Prompt:
Each line that includes "bounds" must be copied from the records.

Collected data entries
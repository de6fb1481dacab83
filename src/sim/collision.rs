//! Movement resolution shared by the player and every hazard agent
//!
//! Motion is resolved per axis: the X-only and Y-only candidates are tested
//! independently, so an agent blocked on one axis still slides along the
//! other. After obstruction checks the position is clamped to the map, and a
//! clamp counts as a collision on that axis.

use glam::Vec2;

use super::agent::Agent;

/// Which axes were stopped during a move
#[derive(Debug, Clone, Copy, Default, PartialEq, Eq)]
pub struct MoveResult {
    pub x_collision: bool,
    pub y_collision: bool,
}

impl MoveResult {
    #[inline]
    pub fn any(&self) -> bool {
        self.x_collision || self.y_collision
    }
}

/// Agents that act as solid obstacles for one tick.
///
/// Built once per tick from every blocking hazard. Movers call [`refresh`]
/// after they move so agents resolved later in the same tick see the new
/// position.
///
/// [`refresh`]: BlockingSet::refresh
#[derive(Debug, Clone, Default)]
pub struct BlockingSet {
    agents: Vec<Agent>,
}

impl BlockingSet {
    pub fn new() -> Self {
        Self::default()
    }

    pub fn extend<'a>(&mut self, agents: impl IntoIterator<Item = &'a Agent>) {
        self.agents.extend(agents.into_iter().cloned());
    }

    #[inline]
    pub fn agents(&self) -> &[Agent] {
        &self.agents
    }

    pub fn len(&self) -> usize {
        self.agents.len()
    }

    pub fn is_empty(&self) -> bool {
        self.agents.is_empty()
    }

    /// Copy a moved agent's position back into the set
    pub fn refresh(&mut self, agent: &Agent) {
        if let Some(entry) = self.agents.iter_mut().find(|a| a.id == agent.id) {
            entry.pos = agent.pos;
        }
    }
}

/// Move an agent by `speed * dt` along `direction`, resolving against
/// `obstacles` and the map bounds.
///
/// `direction` need not be normalized; a zero vector means no motion.
/// `obstacles` may contain the agent itself, which is skipped by ID. An
/// obstacle blocks an axis when the agent's center after that axis's move
/// would be closer to the obstacle's center than the mean of their extents
/// on that axis.
pub fn move_agent(
    agent: &mut Agent,
    bounds: Vec2,
    direction: Vec2,
    speed: f32,
    dt: f32,
    obstacles: &[Agent],
) -> MoveResult {
    let step = direction.normalize_or_zero() * speed * dt;
    let half = agent.half_extent();

    let moved_x = Vec2::new(agent.pos.x + step.x, agent.pos.y);
    let moved_y = Vec2::new(agent.pos.x, agent.pos.y + step.y);
    let mut can_move_x = true;
    let mut can_move_y = true;

    for other in obstacles {
        if other.id == agent.id {
            continue;
        }
        let other_center = other.center();
        let min_x_dist = (other.width + agent.width) * 0.5;
        let min_y_dist = (other.height + agent.height) * 0.5;

        if (moved_x + half).distance(other_center) < min_x_dist {
            can_move_x = false;
        }
        if (moved_y + half).distance(other_center) < min_y_dist {
            can_move_y = false;
        }
        if !can_move_x && !can_move_y {
            break;
        }
    }

    if can_move_x {
        agent.pos.x = moved_x.x;
    }
    if can_move_y {
        agent.pos.y = moved_y.y;
    }

    let max = bounds - Vec2::new(agent.width, agent.height);
    if agent.pos.x < 0.0 {
        agent.pos.x = 0.0;
        can_move_x = false;
    }
    if agent.pos.x > max.x {
        agent.pos.x = max.x;
        can_move_x = false;
    }
    if agent.pos.y < 0.0 {
        agent.pos.y = 0.0;
        can_move_y = false;
    }
    if agent.pos.y > max.y {
        agent.pos.y = max.y;
        can_move_y = false;
    }

    MoveResult {
        x_collision: !can_move_x,
        y_collision: !can_move_y,
    }
}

Written answer:
/// `obstacles` and the map bounds.
    bounds: Vec2,
    let max = bounds - Vec2::new(agent.width, agent.height);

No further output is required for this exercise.